On les a attendu. Toute l’année.
On s’est dit que ce n’était pas très raisonnable. On s’est dit que ce n’était pas possible. On a refait nos calculs douze fois, voire plus. J’ai même pour la première fois de ma vie fait un tableau Excel. Il s’agissait de partir et de payer nos nouveaux impôts locaux.
On a eu des sueurs froides de se dire qu’on faisait cette folie. Que c’étaient les vacances, nos vacances, notre rêve qui se réalise un peu.
Un rêve que j’envisage depuis maintenant quinze ans. Partir. Tout lâcher. Après cette année pourrie, après la fausse couche, après les problèmes au boulot, après les envies de ne plus voir personne. Partir encore plus loin parce que, là, on sent qu’on le mérite.
J’en ai les larmes aux yeux, rien que de savoir que demain je vais fouler les terres du Québec, mon plus beau voyage, ma plus belle attente. Quinze ans à se dire qu’on pourra un jour y aller et là, l’opportunité de notre vie.
Grumpf est déjà là-bas, en colloque, déplacement professionnel, billets d’avion payés. Nous n’avions qu’à tendre les bras.
Cette année 2016 est folle.
Elle est folle parce que je n’aurais jamais autant voyagé que cette année à l’étranger. Athènes en mai, Québec en juillet, Berlin en octobre.
Cette année 2016 est folle.
Elle est folle car elle m’offre les plus beaux frissons de ma vie, les voyages que je n’aurais pas pu m’offrir il y a encore quelques années, et en même temps elle me teste, me fait souffrir, me faire attendre.
J’ai des envies de bouffer le monde, j’ai des envies d’aller bouffer des kilomètres de routes, d’en prendre plein les yeux, de me dire que j’ai de la chance de vivre cela.
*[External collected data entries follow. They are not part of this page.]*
//! Report encoding
//!
//! This module wraps a computed snapshot into a `FocusReport` carrying
//! producer metadata and provenance timestamps, and renders it as JSON.

use crate::error::ComputeError;
use crate::types::{FocusReport, FocusSnapshot, ReportProducer, ReportProvenance};
use crate::{PRODUCER_NAME, SCHOLAR_VERSION};
use chrono::{DateTime, FixedOffset, Utc};
use uuid::Uuid;

/// Current report schema version
pub const REPORT_VERSION: &str = "1.0.0";

/// Encoder for producing dashboard reports
pub struct ReportEncoder {
    instance_id: String,
}

impl Default for ReportEncoder {
    fn default() -> Self {
        Self::new()
    }
}

impl ReportEncoder {
    /// Create a new encoder with a unique instance ID
    pub fn new() -> Self {
        Self {
            instance_id: Uuid::new_v4().to_string(),
        }
    }

    /// Create an encoder with a specific instance ID
    pub fn with_instance_id(instance_id: String) -> Self {
        Self { instance_id }
    }

    pub fn instance_id(&self) -> &str {
        &self.instance_id
    }

    /// Encode a snapshot computed for the reference time `now`
    pub fn encode(&self, snapshot: FocusSnapshot, now: &DateTime<FixedOffset>) -> FocusReport {
        let producer = ReportProducer {
            name: PRODUCER_NAME.to_string(),
            version: SCHOLAR_VERSION.to_string(),
            instance_id: self.instance_id.clone(),
        };

        let provenance = ReportProvenance {
            computed_at_utc: Utc::now().to_rfc3339(),
            reference_time: now.to_rfc3339(),
            utc_offset: now.offset().to_string(),
        };

        FocusReport {
            report_version: REPORT_VERSION.to_string(),
            producer,
            provenance,
            daily_goal: snapshot.daily_goal,
            weekly_trend: snapshot.weekly_trend,
            level: snapshot.level,
            lifetime: snapshot.lifetime,
            normalization: snapshot.normalization,
        }
    }

    /// Encode to a pretty-printed JSON string
    pub fn encode_to_json(
        &self,
        snapshot: FocusSnapshot,
        now: &DateTime<FixedOffset>,
    ) -> Result<String, ComputeError> {
        let report = self.encode(snapshot, now);
        serde_json::to_string_pretty(&report).map_err(ComputeError::JsonError)
    }
}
J’ai envie d’être avec mon Amoureux, sur les routes, d’aller randonner, d’aller voir les baleines, d’aller voir les caribous, de m’oublier dans une boîte de nuit, de danser jusqu’à ce que je sente que j’existe, j’ai envie de sentir le soleil sur ma peau, de rencontrer plein de gens, de faire du cheval, de faire du canoë, de vivre, de vivre et putain de vivre.
D’oublier le boulot, d’oublier cette fin d’année vraiment triste, d’oublier mes traitements, d’oublier mon attente, d’oublier le nombre hallucinant de grossesse autour de moi, d’oublier ma peine, d’oublier mes putain d’ovaires.
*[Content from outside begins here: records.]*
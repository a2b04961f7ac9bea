//! Property tests for the aggregation and level rules

use chrono::{DateTime, Duration, FixedOffset, TimeZone, Utc};
use proptest::prelude::*;
use scholar_focus::calendar::{next_week_start, previous_week_start, week_start};
use scholar_focus::types::{FocusSession, SessionStatus};
use scholar_focus::{compute_daily_goal, compute_level, compute_weekly_trend};

// Wednesday 2024-01-17 12:00 UTC
fn reference_now() -> DateTime<Utc> {
    Utc.with_ymd_and_hms(2024, 1, 17, 12, 0, 0).unwrap()
}

fn status_strategy() -> impl Strategy<Value = SessionStatus> {
    prop_oneof![
        Just(SessionStatus::Completed),
        Just(SessionStatus::Interrupted),
        Just(SessionStatus::Abandoned),
        Just(SessionStatus::Unknown),
    ]
}

prop_compose! {
    // Starts within three weeks either side of the reference instant
    fn session_strategy()(
        offset_minutes in -30_240i64..30_240,
        minutes in 0u32..600,
        status in status_strategy(),
        dated in prop::bool::weighted(0.9),
    ) -> FocusSession {
        FocusSession {
            id: format!("s{offset_minutes}"),
            start_time: dated.then(|| reference_now() + Duration::minutes(offset_minutes)),
            actual_duration_minutes: minutes,
            planned_duration_minutes: 25,
            status,
            interruption_count: 0,
            strict_mode_used: false,
        }
    }
}

/// Sums per week must equal the completed minutes whose local date falls in
/// that week
fn assert_week_partition<Tz: TimeZone>(
    sessions: &[FocusSession],
    now: &DateTime<Tz>,
) -> Result<(), TestCaseError> {
    let points = compute_weekly_trend(sessions, now);
    prop_assert_eq!(points.len(), 7);

    let tz = now.timezone();
    let today = now.date_naive();
    let current_start = week_start(today).unwrap();
    let next_start = next_week_start(today).unwrap();
    let previous_start = previous_week_start(today).unwrap();

    let mut expected_current = 0u32;
    let mut expected_previous = 0u32;
    for session in sessions.iter().filter(|s| s.status.is_completed()) {
        let Some(start) = session.start_time else { continue };
        let date = start.with_timezone(&tz).date_naive();
        if date >= current_start && date < next_start {
            expected_current += session.actual_duration_minutes;
        } else if date >= previous_start && date < current_start {
            expected_previous += session.actual_duration_minutes;
        }
    }

    let current: u32 = points.iter().map(|p| p.current_week_minutes).sum();
    let previous: u32 = points.iter().map(|p| p.previous_week_minutes).sum();
    prop_assert_eq!(current, expected_current);
    prop_assert_eq!(previous, expected_previous);
    Ok(())
}

proptest! {
    #[test]
    fn test_percent_complete_stays_in_range(
        sessions in prop::collection::vec(session_strategy(), 0..40),
        target in prop::option::of(-5.0f64..24.0),
    ) {
        let goal = compute_daily_goal(&sessions, target);
        prop_assert!(goal.percent_complete <= 100);

        let completed: u32 = sessions.iter().map(FocusSession::completed_minutes).sum();
        prop_assert_eq!(goal.completed_minutes_today, completed);
        if completed == 0 {
            prop_assert_eq!(goal.percent_complete, 0);
        }
    }

    #[test]
    fn test_weekly_trend_partitions_completed_minutes(
        sessions in prop::collection::vec(session_strategy(), 0..40),
    ) {
        assert_week_partition(&sessions, &reference_now())?;
    }

    #[test]
    fn test_weekly_trend_partitions_by_local_week(
        sessions in prop::collection::vec(session_strategy(), 0..40),
        offset_minutes in (-12i32 * 60..=14 * 60).prop_map(|m| m - m % 15),
    ) {
        let tz = FixedOffset::east_opt(offset_minutes * 60).unwrap();
        assert_week_partition(&sessions, &reference_now().with_timezone(&tz))?;
    }

    #[test]
    fn test_level_is_monotone_in_hours(a in -50.0f64..500.0, b in -50.0f64..500.0) {
        let (low, high) = if a <= b { (a, b) } else { (b, a) };
        let low_level = compute_level(low).level;
        let high_level = compute_level(high).level;

        prop_assert!(low_level <= high_level);
        prop_assert!((1..=5).contains(&low_level));
        prop_assert!((1..=5).contains(&high_level));
    }
}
Allez viens, on largue les amarres, on se barre, on traverse l’Atlantique et on va se bouffer du Québécois, comme jamais on ne l’a fait.
Allez viens, on oublie tout, on lâche le quotidien, on dit « Adieu Tristesse » et on part. Rien que tous les deux, loin de tout, loin d’Internet, de nos amis, de nos familles, de notre travail. On leur dit à tous de nous oublier trois semaines et on se retrouve en août quant on saura enfin que ce qui compte, c’est notre amour, c’est notre vie, c’est la chance qu’on a d’être ensemble et de vivre ce que nous vivons.
C’est la chance de vivre cela tous les deux, même si on aimerait être trois. C’est notre chance de se barrer, de lâcher prise, de faire ce road-trip qu’on a tant attendu cette année.
C’est notre récompense, c’est notre victoire, c’est nos vacances.